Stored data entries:
========
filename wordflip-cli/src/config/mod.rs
//! Configuration module

use crate::error::CliError;
use anyhow::{Context, Result};
use serde::{Deserialize, Serialize};
use std::fs;
use std::path::Path;

/// CLI configuration structure
#[derive(Debug, Deserialize, Serialize, Default, PartialEq, Eq)]
pub struct CliConfig {
    /// Output configuration
    #[serde(default)]
    pub output: OutputConfig,

    /// Performance configuration
    #[serde(default)]
    pub performance: PerformanceConfig,
}

/// Output-related configuration
#[derive(Debug, Deserialize, Serialize, PartialEq, Eq)]
#[serde(default)]
pub struct OutputConfig {
    /// Default output format (`text`, `json` or `markdown`)
    pub default_format: String,

    /// Include word offsets in structured output
    pub include_spans: bool,

    /// Pretty print JSON output
    pub pretty_json: bool,
}

impl Default for OutputConfig {
    fn default() -> Self {
        Self {
            default_format: "text".to_string(),
            include_spans: true,
            pretty_json: true,
        }
    }
}

/// Performance-related configuration
#[derive(Debug, Deserialize, Serialize, PartialEq, Eq)]
#[serde(default)]
pub struct PerformanceConfig {
    /// Process files in parallel once at least this many are given (0 = never)
    pub parallel_file_threshold: usize,

    /// Number of worker threads (0 = auto)
    pub worker_threads: usize,

    /// Reject inputs larger than this many megabytes (0 = unlimited)
    pub max_input_mb: usize,
}

impl Default for PerformanceConfig {
    fn default() -> Self {
        Self {
            parallel_file_threshold: 8,
            worker_threads: 0,
            max_input_mb: 0,
        }
    }
}

impl CliConfig {
    /// Load configuration from a TOML file
    pub fn load(path: &Path) -> Result<Self> {
        let content = fs::read_to_string(path)
            .with_context(|| format!("Failed to read config file: {}", path.display()))?;

        Self::from_toml_str(&content)
            .with_context(|| format!("Invalid config file: {}", path.display()))
    }

    /// Parse configuration from TOML text
    pub fn from_toml_str(content: &str) -> Result<Self> {
        let config: CliConfig =
            toml::from_str(content).map_err(|e| CliError::ConfigError(e.message().to_string()))?;
        Ok(config)
    }

    /// Input size limit in bytes, if any
    pub fn max_input_bytes(&self) -> Option<usize> {
        match self.performance.max_input_mb {
            0 => None,
            mb => Some(mb.saturating_mul(1024 * 1024)),
        }
    }
}
//! API error types

use std::string::FromUtf8Error;
use thiserror::Error;

/// API-level errors
///
/// Word matching itself never fails; every variant here comes from reading
/// input or validating configuration.
#[derive(Error, Debug)]
pub enum ApiError {
    /// I/O error
    #[error("I/O error: {0}")]
    Io(#[from] std::io::Error),

    /// UTF-8 conversion error
    #[error("UTF-8 error: {0}")]
    Utf8(#[from] FromUtf8Error),

    /// Configuration error
    #[error("configuration error: {0}")]
    Config(String),

    /// Input exceeds the configured size limit
    #[error("input of {size} bytes exceeds limit of {limit} bytes")]
    InputTooLarge {
        /// Size of the rejected input in bytes
        size: usize,
        /// Configured limit in bytes
        limit: usize,
    },

    /// Serialization error
    #[cfg(feature = "serde")]
    #[error("serialization error: {0}")]
    Serde(#[from] serde_json::Error),
}

/// Result type for API operations
pub type Result<T> = std::result::Result<T, ApiError>;
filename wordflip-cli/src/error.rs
//! Error handling for the CLI application

use std::fmt;

/// Custom error type for CLI-specific errors
#[derive(Debug)]
pub enum CliError {
    /// File not found or inaccessible
    FileNotFound(String),
    /// Invalid file pattern
    InvalidPattern(String),
    /// Configuration error
    ConfigError(String),
    /// Processing error from the API
    ProcessingError(String),
}

impl fmt::Display for CliError {
    fn fmt(&self, f: &mut fmt::Formatter<'_>) -> fmt::Result {
        match self {
            CliError::FileNotFound(path) => write!(f, "File not found: {path}"),
            CliError::InvalidPattern(pattern) => write!(f, "Invalid file pattern: {pattern}"),
            CliError::ConfigError(msg) => write!(f, "Configuration error: {msg}"),
            CliError::ProcessingError(msg) => write!(f, "Processing error: {msg}"),
        }
    }
}

impl std::error::Error for CliError {}

impl From<wordflip_api::ApiError> for CliError {
    fn from(err: wordflip_api::ApiError) -> Self {
        CliError::ProcessingError(err.to_string())
    }
}
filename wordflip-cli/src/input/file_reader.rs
//! File reading utilities

use crate::error::CliError;
use anyhow::{Context, Result};
use std::fs;
use std::io::{self, Read};
use std::path::Path;
use wordflip_api::ApiError;

/// File reader with UTF-8 validation
pub struct FileReader;

impl FileReader {
    /// Read a file as UTF-8 text
    pub fn read_text(path: &Path) -> Result<String> {
        Self::read_text_limited(path, None)
    }

    /// Read a file as UTF-8 text, rejecting files larger than `limit` bytes
    /// before any of their content is loaded
    pub fn read_text_limited(path: &Path, limit: Option<usize>) -> Result<String> {
        if !path.exists() {
            return Err(CliError::FileNotFound(path.display().to_string()).into());
        }

        if let Some(limit) = limit {
            let size = fs::metadata(path)
                .with_context(|| format!("Failed to read file: {}", path.display()))?
                .len();
            check_size(usize::try_from(size).unwrap_or(usize::MAX), limit)?;
        }

        let content = fs::read_to_string(path)
            .with_context(|| format!("Failed to read file: {}", path.display()))?;

        Ok(content)
    }

    /// Read all of standard input as UTF-8 text
    pub fn read_stdin() -> Result<String> {
        Self::read_stdin_limited(None)
    }

    /// Read standard input, stopping once more than `limit` bytes arrive
    pub fn read_stdin_limited(limit: Option<usize>) -> Result<String> {
        Self::read_limited(io::stdin().lock(), limit).context("Failed to read standard input")
    }

    fn read_limited<R: Read>(reader: R, limit: Option<usize>) -> Result<String> {
        // One byte past the limit is enough to tell it was exceeded
        let cap = limit.map_or(u64::MAX, |limit| {
            u64::try_from(limit).unwrap_or(u64::MAX).saturating_add(1)
        });

        let mut bytes = Vec::new();
        reader.take(cap).read_to_end(&mut bytes)?;
        if let Some(limit) = limit {
            check_size(bytes.len(), limit)?;
        }

        Ok(String::from_utf8(bytes)?)
    }
}

fn check_size(size: usize, limit: usize) -> Result<(), CliError> {
    if size > limit {
        return Err(ApiError::InputTooLarge { size, limit }.into());
    }
    Ok(())
}
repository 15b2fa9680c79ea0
//! Progress reporting module

use indicatif::{ProgressBar, ProgressStyle};
use std::time::Duration;

/// Progress reporter for file processing
pub struct ProgressReporter {
    progress_bar: Option<ProgressBar>,
    quiet: bool,
}

impl ProgressReporter {
    /// Create a new progress reporter
    pub fn new(quiet: bool) -> Self {
        Self {
            progress_bar: None,
            quiet,
        }
    }

    /// Initialize progress bar for file processing
    ///
    /// Nothing is drawn for a single input; the bar only helps with batches.
    pub fn init_files(&mut self, total_files: u64) {
        if self.quiet || total_files < 2 {
            return;
        }

        let pb = ProgressBar::new(total_files);
        if let Ok(style) = ProgressStyle::default_bar()
            .template("[{elapsed_precise}] {bar:40.cyan/blue} {pos}/{len} files {msg}")
        {
            pb.set_style(style.progress_chars("##-"));
        }
        pb.enable_steady_tick(Duration::from_millis(100));

        self.progress_bar = Some(pb);
    }

    /// Update progress for a completed file
    pub fn file_completed(&self, filename: &str) {
        if let Some(pb) = &self.progress_bar {
            pb.set_message(format!("Processed: {}", filename));
            pb.inc(1);
        }
    }

    /// Finish progress reporting
    pub fn finish(&self) {
        if let Some(pb) = &self.progress_bar {
            pb.finish_and_clear();
        }
    }

    /// Whether a progress bar is active
    pub fn is_active(&self) -> bool {
        self.progress_bar.is_some()
    }
}
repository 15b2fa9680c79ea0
//! wordflip command-line entry point

use clap::Parser;
use wordflip_cli::commands::Commands;

/// Unicode-aware word extraction and in-place word reversal
#[derive(Debug, Parser)]
#[command(name = "wordflip", version, about, long_about = None)]
struct Cli {
    #[command(subcommand)]
    command: Commands,
}

fn main() {
    let cli = Cli::parse();

    if let Err(err) = cli.command.execute() {
        eprintln!("Error: {err:#}");
        std::process::exit(1);
    }
}
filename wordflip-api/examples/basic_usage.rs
//! Basic usage example for the wordflip API

use wordflip_api::{process_text, reverse_text, Config, Operation, TextProcessor};

fn main() -> Result<(), Box<dyn std::error::Error>> {
    // Method 1: Simplest usage with convenience functions
    println!("=== Method 1: Convenience Functions ===");
    let output = process_text("It's a mother-in-law's up-to-date list, isn't it?")?;

    println!("Found {} words:", output.words.len());
    for (i, word) in output.words.iter().enumerate() {
        match word.span {
            Some(span) => println!(
                "  Word {}: {:?} at chars {:?}",
                i + 1,
                word.text,
                span.char_range()
            ),
            None => println!("  Word {}: {:?}", i + 1, word.text),
        }
    }

    let output = reverse_text("Hello, мир! 42 items.")?;
    println!("Reversed: {}", output.reversed.unwrap_or_default());
    println!("Processing took {}us\n", output.metadata.processing_time_us);

    // Method 2: Custom configuration
    println!("=== Method 2: Custom Configuration ===");
    let config = Config::builder()
        .operation(Operation::Split)
        .include_spans(false)
        .max_input_bytes(Some(64 * 1024))
        .build()?;
    let processor = TextProcessor::with_config(config)?;

    let output = processor.process_text("Ёжик в тумане")?;
    println!("Words: {:?}", output.word_texts());

    Ok(())
}
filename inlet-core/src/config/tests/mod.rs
mod schema_tests;
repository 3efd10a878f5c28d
use crate::config::tls::TlsConfigError;
use std::path::PathBuf;
use thiserror::Error;

#[derive(Debug, Error)]
pub enum ConfigError {
    //-------------------------------------------------------------------------
    // IO
    //-------------------------------------------------------------------------
    #[error("failed to read config file {path}: {source}")]
    ReadFile {
        path: PathBuf,
        #[source]
        source: std::io::Error,
    },

    //-------------------------------------------------------------------------
    // Parsing
    //-------------------------------------------------------------------------
    #[error("failed to parse YAML: {source}")]
    Parse {
        #[source]
        source: serde_yaml::Error,
    },

    //-------------------------------------------------------------------------
    // Structure
    //-------------------------------------------------------------------------
    #[error("unknown key '{key}' in {section} section")]
    UnknownKey { section: &'static str, key: String },

    //-------------------------------------------------------------------------
    // Validation
    //-------------------------------------------------------------------------
    #[error("endpoint must not be empty")]
    InvalidEndpoint,

    #[error("invalid tls settings")]
    InvalidTls {
        #[source]
        source: TlsConfigError,
    },
}

impl ConfigError {
    pub fn read_file(path: impl Into<PathBuf>, source: std::io::Error) -> Self {
        Self::ReadFile {
            path: path.into(),
            source,
        }
    }

    pub fn parse(source: serde_yaml::Error) -> Self {
        Self::Parse { source }
    }
}
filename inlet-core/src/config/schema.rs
use crate::config::error::ConfigError;
use serde_yaml::Value;

/// Key tables for the receiver schema, consulted in strict mode.
const SERVER_KEYS: &[&str] = &["endpoint", "tls"];
const TLS_KEYS: &[&str] = &["cert_file", "key_file", "client_ca_file", "min_version"];

/// Walk a parsed config document and fail on the first key outside the
/// schema tables above.
pub(crate) fn check_unknown_keys(doc: &Value) -> Result<(), ConfigError> {
    let Some(root) = doc.as_mapping() else {
        return Ok(());
    };

    for (key, value) in root {
        let key = key_name(key);

        if !SERVER_KEYS.contains(&key.as_str()) {
            return Err(ConfigError::UnknownKey {
                section: "server",
                key,
            });
        }

        if key == "tls" {
            check_tls_keys(value)?;
        }
    }

    Ok(())
}

fn check_tls_keys(value: &Value) -> Result<(), ConfigError> {
    // A null tls block deserializes to no TLS; nothing to check.
    let Some(tls) = value.as_mapping() else {
        return Ok(());
    };

    for (key, _) in tls {
        let key = key_name(key);

        if !TLS_KEYS.contains(&key.as_str()) {
            return Err(ConfigError::UnknownKey {
                section: "tls",
                key,
            });
        }
    }

    Ok(())
}

/// Render a mapping key for an error message. Keys are strings in any
/// well-formed config; non-string keys still get reported, not skipped.
fn key_name(key: &Value) -> String {
    match key.as_str() {
        Some(s) => s.to_string(),
        None => serde_yaml::to_string(key)
            .unwrap_or_default()
            .trim_end()
            .to_string(),
    }
}
//! Defines the category store trait.

use crate::{
    Error,
    category::{Category, CategoryTitle},
};

/// Creates and retrieves transaction categories.
pub trait CategoryStore {
    /// Get the category with exactly the title `title`, if there is one.
    fn get_by_title(&self, title: &CategoryTitle) -> Result<Option<Category>, Error>;

    /// Get the category titled `title`, creating it if it does not exist.
    ///
    /// Implementers must make this atomic: concurrent calls with the same
    /// title must all return the same category.
    fn get_or_create(&self, title: &CategoryTitle) -> Result<Category, Error>;

    /// Get all categories.
    fn get_all(&self) -> Result<Vec<Category>, Error>;
}
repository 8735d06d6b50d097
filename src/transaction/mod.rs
//! Recording income and outcome transactions.

mod core;
mod record;

pub use self::core::{
    Transaction, TransactionBuilder, TransactionId, TransactionType, create_transaction,
    create_transaction_table, get_all_transactions,
};
pub(crate) use self::core::validate_value;
pub use record::{NewTransaction, record_transaction};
========
• Goal of the exercise
Only a number is expected: the count of lines in the entries that include the string "true".

• Answer for the task
2